San Xiao y el idioma de la misericordia y la compasión

Homilía de Mons. De las Heras en la fiesta de San Xiao, patrón de la ciudad de Ferrol

"Seguimos ofreciendo a creyentes y no creyentes, hombres y mujeres de buena voluntad, nuestra colaboración para que esta ciudad progrese por caminos de esperanza, justicia, solidaridad, paz y concordia"

Queridos hermanos sacerdotes, queridos hermanos y hermanas. Os saludo cordialmente a todos y os felicito por esta fiesta de San Xiao.

Celebramos al patrono de la ciudad de Ferrol haciendo memoria de un santo que llegó al corazón de vuestros antepasados siglos atrás, como llega hoy a los vuestros. Él recoge temores y esperanzas, los anhelos más profundos de cada ferrolano para llevarlos a Dios.

En esos orígenes donde arraiga la fe ferrolana, está el testimonio del martirio y la misericordia. San Julián fue mártir. Como lo fue también santa Basilisa, esposa de san Julián de Antioquía, de tradición benedictina, cuyas imágenes y reliquias se custodian y veneran en esta concatedral.

Los dos santos, superando evangélicamente imposiciones y costumbres de su época —fueron obligados a casarse, cuando tenían otra vocación: la de personas consagradas—, se mantuvieron fieles a la llamada que habían recibido de Dios y fundaron comunidades monásticas. Con otras personas consagradas vivieron dedicados al Señor y a los más necesitados, haciendo de sus casas lugares de hospitalidad misericordiosa.

Tener un patrono mártir nos recuerda la dimensión martirial de la vida cristiana, parte fundamental de la misma, aunque no sea fácil entender y asumir. Es una espiritualidad y vivencia que surge del encuentro y la amistad con Cristo y conlleva una experiencia de alegría por la entrega de la propia vida. El mártir da su vida confesando a Cristo y haciendo el bien, que es y tiene que ser todo uno, dos realidades inseparables.

Este modo cristiano de vivir es de ayer, de hoy y de siempre.
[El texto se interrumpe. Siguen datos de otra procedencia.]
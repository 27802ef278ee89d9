use crate::error::{GeometryError, Result};
use crate::geometry::Geom;
use crate::{BoundingBox, Geometry, GeometryType, Point, Transform};

#[cfg(feature = "serde")]
use serde::{Deserialize, Serialize};

/// Ordered set of geometries of any type.
///
/// The collection is empty when it has no members or when all of its members are empty. Bounding box, distance and
/// containment skip empty members.
#[derive(Debug, Default, Clone, PartialEq)]
#[cfg_attr(feature = "serde", derive(Serialize, Deserialize))]
pub struct GeometryCollection {
    geometries: Vec<Geom>,
}

impl GeometryCollection {
    /// Creates a new collection.
    pub fn new(geometries: Vec<Geom>) -> Self {
        Self { geometries }
    }

    /// Members of the collection.
    pub fn geometries(&self) -> &[Geom] {
        &self.geometries
    }

    /// Number of members, including empty ones.
    pub fn num_geometries(&self) -> usize {
        self.geometries.len()
    }

    /// Member with the given index.
    pub fn geometry(&self, index: usize) -> Option<&Geom> {
        self.geometries.get(index)
    }

    /// Mutable reference to the member with the given index.
    pub fn geometry_mut(&mut self, index: usize) -> Option<&mut Geom> {
        self.geometries.get_mut(index)
    }

    /// Iterates over the members.
    pub fn iter(&self) -> std::slice::Iter<'_, Geom> {
        self.geometries.iter()
    }

    /// Appends a member.
    pub fn push(&mut self, geometry: impl Into<Geom>) {
        self.geometries.push(geometry.into());
    }

    /// Removes and returns a member.
    pub fn remove(&mut self, index: usize) -> Option<Geom> {
        (index < self.geometries.len()).then(|| self.geometries.remove(index))
    }

    /// Removes all members.
    pub fn clear(&mut self) {
        self.geometries.clear();
    }

    /// Consumes the collection returning its members.
    pub fn into_geometries(self) -> Vec<Geom> {
        self.geometries
    }
}

impl From<Vec<Geom>> for GeometryCollection {
    fn from(value: Vec<Geom>) -> Self {
        Self::new(value)
    }
}

impl<G: Into<Geom>> FromIterator<G> for GeometryCollection {
    fn from_iter<T: IntoIterator<Item = G>>(iter: T) -> Self {
        Self::new(iter.into_iter().map(Into::into).collect())
    }
}

impl<'a> IntoIterator for &'a GeometryCollection {
    type Item = &'a Geom;
    type IntoIter = std::slice::Iter<'a, Geom>;

    fn into_iter(self) -> Self::IntoIter {
        self.geometries.iter()
    }
}

impl Geometry for GeometryCollection {
    fn geometry_type(&self) -> GeometryType {
        GeometryType::GeometryCollection
    }

    fn is_empty(&self) -> bool {
        all_empty(&self.geometries)
    }

    fn bounding_box(&self) -> Option<BoundingBox> {
        join_bounding_boxes(&self.geometries)
    }

    fn distance(&self, point: &Point) -> Result<f64> {
        min_distance(&self.geometries, point)
    }

    fn contains(&self, point: &Point) -> Result<bool> {
        any_contains(&self.geometries, point)
    }
}

impl Transform for GeometryCollection {
    fn rotate(&self, degrees: f64, center: &Point) -> Result<Self> {
        Ok(Self::new(transform_all(&self.geometries, |g| {
            g.rotate(degrees, center)
        })?))
    }

    fn offset(&self, dx: f64, dy: f64) -> Result<Self> {
        Ok(Self::new(transform_all(&self.geometries, |g| {
            g.offset(dx, dy)
        })?))
    }
}

pub(crate) fn all_empty<G: Geometry>(members: &[G]) -> bool {
    members.iter().all(|g| g.is_empty())
}

pub(crate) fn join_bounding_boxes<G: Geometry>(members: &[G]) -> Option<BoundingBox> {
    BoundingBox::join_all(members.iter().filter_map(|g| g.bounding_box()))
}

/// Minimum distance over non-empty members. Fails with [`GeometryError::EmptyGeometry`] if there are none.
pub(crate) fn min_distance<G: Geometry>(members: &[G], point: &Point) -> Result<f64> {
    let mut min: Option<f64> = None;
    for member in members.iter().filter(|g| !g.is_empty()) {
        let d = member.distance(point)?;
        min = Some(min.map_or(d, |m| m.min(d)));
    }

    min.ok_or(GeometryError::EmptyGeometry)
}

pub(crate) fn any_contains<G: Geometry>(members: &[G], point: &Point) -> Result<bool> {
    point.coord()?;
    for member in members {
        if member.contains(point)? {
            return Ok(true);
        }
    }

    Ok(false)
}

pub(crate) fn transform_all<G>(members: &[G], f: impl Fn(&G) -> Result<G>) -> Result<Vec<G>> {
    members.iter().map(f).collect()
}

#[cfg(test)]
mod tests {
    use super::*;
    use crate::{Circle, Coord, LineString};
    use approx::assert_abs_diff_eq;
    use assert_matches::assert_matches;

    fn collection() -> GeometryCollection {
        [
            Geom::from(Point::new(10.0, 10.0)),
            Geom::from(Circle::new(0.0, 0.0, 1.0).unwrap()),
            Geom::from(LineString::new(vec![
                Coord::new(-5.0, 0.0),
                Coord::new(-5.0, 5.0),
            ])),
            Geom::from(Point::empty()),
        ]
        .into_iter()
        .collect()
    }

    #[test]
    fn bounding_box_joins_non_empty_members() {
        assert_eq!(
            collection().bounding_box(),
            Some(BoundingBox::new(-5.0, -1.0, 10.0, 10.0))
        );
        assert_eq!(GeometryCollection::default().bounding_box(), None);
    }

    #[test]
    fn distance_is_minimum_over_members() {
        let collection = collection();
        assert_eq!(collection.distance(&Point::new(3.0, 0.0)).unwrap(), 2.0);
        assert_abs_diff_eq!(
            collection.distance(&Point::new(-6.0, 2.0)).unwrap(),
            1.0,
            epsilon = 1e-12
        );
        assert_eq!(collection.distance(&Point::new(10.0, 10.0)).unwrap(), 0.0);
    }

    #[test]
    fn contains_any_member() {
        let collection = collection();
        assert!(collection.contains(&Point::new(0.5, 0.5)).unwrap());
        assert!(collection.contains(&Point::new(-5.0, 1.0)).unwrap());
        assert!(!collection.contains(&Point::new(5.0, 5.0)).unwrap());
        assert_matches!(
            collection.contains(&Point::empty()),
            Err(GeometryError::EmptyGeometry)
        );
    }

    #[test]
    fn emptiness() {
        let mut collection = GeometryCollection::default();
        assert!(collection.is_empty());
        assert_matches!(
            collection.distance(&Point::new(0.0, 0.0)),
            Err(GeometryError::EmptyGeometry)
        );
        assert!(!collection.contains(&Point::new(0.0, 0.0)).unwrap());

        collection.push(Point::empty());
        collection.push(LineString::default());
        assert!(collection.is_empty());
        assert_eq!(collection.num_geometries(), 2);
        assert_matches!(
            collection.distance(&Point::new(0.0, 0.0)),
            Err(GeometryError::EmptyGeometry)
        );

        collection.push(Point::new(1.0, 1.0));
        assert!(!collection.is_empty());
    }

    #[test]
    fn access() {
        let mut collection = collection();
        assert_eq!(collection.num_geometries(), 4);
        assert_eq!(
            collection.geometry(0),
            Some(&Geom::Point(Point::new(10.0, 10.0)))
        );
        assert_eq!(collection.iter().count(), 4);
        assert_eq!(
            collection.remove(3),
            Some(Geom::Point(Point::empty()))
        );
        assert_eq!(collection.remove(3), None);
        assert_eq!((&collection).into_iter().count(), 3);
    }

    #[test]
    fn equality_is_ordered() {
        let a = collection();
        let mut b = a.clone();
        assert_eq!(a, b);

        let first = b.remove(0).unwrap();
        b.push(first);
        assert_ne!(a, b);
    }

    #[test]
    fn transform() {
        let moved = collection().offset(1.0, 1.0).unwrap();
        assert_eq!(
            moved.geometry(0),
            Some(&Geom::Point(Point::new(11.0, 11.0)))
        );
        assert_eq!(
            moved.bounding_box(),
            Some(BoundingBox::new(-4.0, 0.0, 11.0, 11.0))
        );
        assert_eq!(moved.geometry(3), Some(&Geom::Point(Point::empty())));
    }
}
Por eso, en nuestra fiesta de viejas raíces cristianas, encontramos la novedad que necesitamos hoy, la fortaleza, el impulso para vivir nuestra fe en estas circunstancias y cooperar, desde las hondas convicciones que nos fundamentan y mueven, a la construcción de una ciudad enriquecida y alentada por este mediador entre Dios y los hombres que es san Xiao de Ferrol.

Así, seguimos ofreciendo a creyentes y no creyentes, hombres y mujeres de buena voluntad, nuestra colaboración para que esta ciudad progrese por caminos de esperanza, justicia, solidaridad, paz y concordia. Caminos de respeto, de armonía y de convivencia. Caminos que el Evangelio de la misericordia, el de Jesús, propone y que todavía precisan descubrimiento, esfuerzo y decisión.

De este modo nos proponemos llegar a ser personas justas, como san Julián, como santa Basilisa, cuyas vidas en manos de Dios acaban en la plenitud. Ellos comprendieron que quien no vive para servir, no sirve para vivir. Otra persona justa, santa Teresa de Calcuta, ha experimentado lo mismo y lo ha formulado así hace unos pocos años.

En esa clave de entrega misericordiosa, podemos comprender los signos y las palabras de Jesús que hemos recordado hoy en el pasaje evangélico de Mateo, sobre el juicio final, o digamos más bien sobre el examen del amor. Son las obras de misericordia. Para vivir sirviendo, para crecer como ciudad llamada a ser luz y esperanza de quienes vivimos y convivimos aquí en Ferrol.

Para ello, los cristianos —toda la Iglesia de Mondoñedo-Ferrol—, estamos llamados a comprometernos como lo venimos haciendo, pero cada vez más, a dar de comer al hambriento, vestir al desnudo, hospedar al peregrino y forastero, visitar al enfermo y encarcelado y a sus familiares, buscar trabajo al que no lo tiene, facilitar estudios al que no puede pagarlos, consolar al desconsolado, dar esperanza al desahuciado, acoger al descartado, poner paz y pedirla sin desmayo ante tanta violencia y guerra, proteger la inocencia amenazada de los niños… No solo cerca de nosotros, porque estamos llamados a hacer nuestro el sufrimiento ajeno, por tanto, también el lejano…

San Xiao de Ferrol hoy nos convoca para que brillen estos signos y palabras de vida. Cualquiera, creyente o no creyente, puede entender el idioma de la misericordia y la compasión que ya hablamos, pero queremos perfeccionar guiados por el Maestro, Cristo Jesús.

Siempre tenemos el reto de crecer en el amor y la misericordia que dan futuro y esperanza a estos tiempos que tenemos la suerte de vivir.